Except for periodic condemnation of the criminal abortionist, no further formal AMA action took place until 1967. In that year, the Committee on Human Reproduction urged the adoption of a stated policy of opposition to induced abortion, except when there is 'documented medical evidence' of a threat to the health or life of the mother, or that the child 'may be born with incapacitating physical deformity or mental deficiency,' or that a pregnancy `resulting from legally established statutory or forcible rape or incest may constitute a threat to the mental or physical health of the patient,' two other physicians `chosen because of their recognized professional competence have examined the patient and have concurred in writing,' and the procedure `is performed in a hospital accredited by the Joint Commission on Accreditation of Hospitals.'

In 1970, after the introduction of a variety of proposed resolutions, and of a report from its Board of Trustees, a reference committee noted `polarization of the medical profession on this controversial issue'; division among those who had testified; a difference of opinion among AMA councils and committees; `the remarkable shift in testimony' in six months, felt to be influenced `by the rapid changes in state laws and by the judicial decisions which tend to make abortion more freely available;' and a feeling `that this trend will continue.' On June 25, 1970, the House of Delegates adopted preambles and most of the resolutions proposed by the reference committee. The preambles emphasized 'the best interests of the patient,' 'sound clinical judgment,' and `informed patient consent,' in contrast to `mere acquiescence to the patient's demand.' The resolutions asserted that abortion is a medical procedure that should be performed by a licensed physician in an accredited hospital only after consultation with two other physicians and in conformity with state law, and that no party to the procedure should be required to violate personally held moral principles.

Three reasons have been advanced to explain historically the enactment of criminal abortion laws in the 19th century and to justify their continued existence.

It has been argued occasionally that these laws were the product of a Victorian social concern to discourage illicit sexual conduct.

A second reason is concerned with abortion as a medical procedure.

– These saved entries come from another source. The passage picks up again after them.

//! Server configuration loading from file and environment variables.

use hostline_dialog::FaqEntry;
use hostline_fallback::FallbackConfig;
use serde::Deserialize;
use std::net::{IpAddr, Ipv4Addr};
use thiserror::Error;

/// Top-level server configuration.
#[derive(Debug, Clone, Default, Deserialize)]
pub struct Config {
    /// Server network settings.
    #[serde(default)]
    pub server: ServerConfig,

    /// Transfer destination for agent requests. Optional: without one,
    /// agent requests get a spoken notice instead of a transfer.
    #[serde(default)]
    pub support_number: Option<String>,

    /// Generative-fallback collaborator settings.
    #[serde(default)]
    pub fallback: FallbackConfig,

    /// Logging settings.
    #[serde(default)]
    pub logging: LoggingConfig,

    /// Optional FAQ entries replacing the builtin restaurant table.
    /// Order in the file is match precedence.
    #[serde(default)]
    pub faq: Option<Vec<FaqEntry>>,
}

/// Network configuration for the HTTP server.
#[derive(Debug, Clone, Deserialize)]
pub struct ServerConfig {
    /// Host address to bind to.
    #[serde(default = "default_host")]
    pub host: IpAddr,

    /// Port to listen on.
    #[serde(default = "default_port")]
    pub port: u16,
}

/// Logging configuration.
#[derive(Debug, Clone, Deserialize)]
pub struct LoggingConfig {
    /// Log level filter (e.g., "info", "debug", "hostline_server=debug,info").
    #[serde(default = "default_log_level")]
    pub level: String,

    /// Whether to output logs in JSON format.
    #[serde(default)]
    pub json: bool,
}

fn default_host() -> IpAddr {
    IpAddr::V4(Ipv4Addr::new(0, 0, 0, 0))
}

fn default_port() -> u16 {
    5050
}

fn default_log_level() -> String {
    "info".to_string()
}

impl Default for ServerConfig {
    fn default() -> Self {
        Self {
            host: default_host(),
            port: default_port(),
        }
    }
}

impl Default for LoggingConfig {
    fn default() -> Self {
        Self {
            level: default_log_level(),
            json: false,
        }
    }
}

/// Errors that can occur when loading configuration.
#[derive(Debug, Error)]
pub enum ConfigError {
    /// Failed to read the configuration file.
    #[error("failed to read config file: {0}")]
    FileRead(#[from] std::io::Error),

    /// Failed to parse the configuration file.
    #[error("failed to parse config file: {0}")]
    Parse(#[from] toml::de::Error),
}

/// Loads configuration from a TOML file, falling back to defaults.
///
/// Environment variable overrides:
/// - `HOSTLINE_HOST` overrides `server.host`
/// - `HOSTLINE_PORT` overrides `server.port`
/// - `SUPPORT_NUMBER` overrides `support_number`
/// - `OPENAI_API_KEY` overrides `fallback.api_key`
/// - `HOSTLINE_LOG_LEVEL` overrides `logging.level`
/// - `HOSTLINE_LOG_JSON` overrides `logging.json` (set to "true" to enable)
///
/// A missing file is not an error: the service runs fine on defaults,
/// and missing optional values (support number, API key) are valid
/// states handled at reply time.
///
/// # Errors
///
/// Returns `ConfigError` if the file exists but cannot be read or parsed.
pub fn load_config(path: Option<&str>) -> Result<Config, ConfigError> {
    let mut config = match path {
        Some(p) => match std::fs::read_to_string(p) {
            Ok(contents) => toml::from_str(&contents)?,
            Err(e) if e.kind() == std::io::ErrorKind::NotFound => {
                tracing::info!(path = p, "config file not found, using defaults");
                Config::default()
            }
            Err(e) => return Err(ConfigError::FileRead(e)),
        },
        None => Config::default(),
    };

    // Environment variable overrides
    if let Ok(host) = std::env::var("HOSTLINE_HOST") {
        if let Ok(parsed) = host.parse() {
            config.server.host = parsed;
        }
    }
    if let Ok(port) = std::env::var("HOSTLINE_PORT") {
        if let Ok(parsed) = port.parse() {
            config.server.port = parsed;
        }
    }
    if let Ok(number) = std::env::var("SUPPORT_NUMBER") {
        if !number.trim().is_empty() {
            config.support_number = Some(number);
        }
    }
    if let Ok(key) = std::env::var("OPENAI_API_KEY") {
        if !key.trim().is_empty() {
            config.fallback.api_key = Some(key);
        }
    }
    if let Ok(level) = std::env::var("HOSTLINE_LOG_LEVEL") {
        config.logging.level = level;
    }
    if let Ok(json) = std::env::var("HOSTLINE_LOG_JSON") {
        config.logging.json = json == "true" || json == "1";
    }

    Ok(config)
}

#[cfg(test)]
mod tests {
    use super::*;

    #[test]
    fn defaults_bind_all_interfaces_on_5050() {
        let config = Config::default();
        assert_eq!(config.server.host, IpAddr::V4(Ipv4Addr::new(0, 0, 0, 0)));
        assert_eq!(config.server.port, 5050);
        assert!(config.support_number.is_none());
        assert!(config.fallback.api_key.is_none());
        assert!(config.faq.is_none());
    }

    #[test]
    fn parses_full_toml() {
        let config: Config = toml::from_str(
            r#"
            support_number = "+15551230000"

            [server]
            host = "127.0.0.1"
            port = 8080

            [fallback]
            api_key = "sk-test"
            timeout_secs = 10

            [logging]
            level = "debug"
            json = true

            [[faq]]
            keyword = "wifi"
            answer = "Ask your server for the password."
            "#,
        )
        .unwrap();

        assert_eq!(config.support_number.as_deref(), Some("+15551230000"));
        assert_eq!(config.server.port, 8080);
        assert_eq!(config.fallback.api_key.as_deref(), Some("sk-test"));
        assert_eq!(config.fallback.timeout_secs, 10);
        assert!(config.logging.json);
        let faq = config.faq.unwrap();
        assert_eq!(faq.len(), 1);
        assert_eq!(faq[0].keyword, "wifi");
    }

    #[test]
    fn partial_toml_fills_in_defaults() {
        let config: Config = toml::from_str("[server]\nport = 9000\n").unwrap();
        assert_eq!(config.server.port, 9000);
        assert_eq!(config.server.host, default_host());
        assert_eq!(config.logging.level, "info");
    }

    #[test]
    fn load_config_without_path_uses_defaults() {
        // No file involved, so this stays deterministic regardless of cwd.
        let config = load_config(None).unwrap();
        assert_eq!(config.server.port, default_port());
    }
}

Appellants and various amici refer to medical data indicating that abortion in early pregnancy, that is, prior to the end of the first trimester, although not without its risk is now relatively safe. Mortality rates for women undergoing early abortions, where the procedure is legal, appear to be as low as or lower than the rates for normal childbirth.

The third reason is the State's interest--some phrase it in terms of duty--in protecting prenatal life.

Parties challenging state abortion laws have sharply disputed in some courts the contention that a purpose of these laws, when enacted, was to protect prenatal life. Pointing to the absence of legislative history to support the contention, they claim that most state laws were designed solely to protect the woman.

The Constitution does not explicitly mention any right of privacy. In a line of decisions, however, going back perhaps as far as Union Pacific R. Co. v. Botsford, 141 U. S. 250, 251 (1891), the Court has recognized that a right of personal privacy, or a guarantee of certain areas or zones of privacy, does exist under the Constitution. In varying contexts, the Court or individual Justices have, indeed, found at least the roots of that right in the First Amendment[]; in the Fourth and Fifth Amendments[]; in the penumbras of the Bill of Rights[]; in the Ninth Amendment, id., at 486 (Goldberg, J., concurring); or in the concept of liberty guaranteed by the first section of the Fourteenth Amendment[]. These decisions make it clear that only personal rights that can be deemed "fundamental" or "implicit in the concept of ordered liberty," [] are included in this guarantee of personal privacy. They also make it clear that the right has some extension to activities relating to marriage[]; procreation[]; contraception[]; family relationships[]; and child rearing and education[].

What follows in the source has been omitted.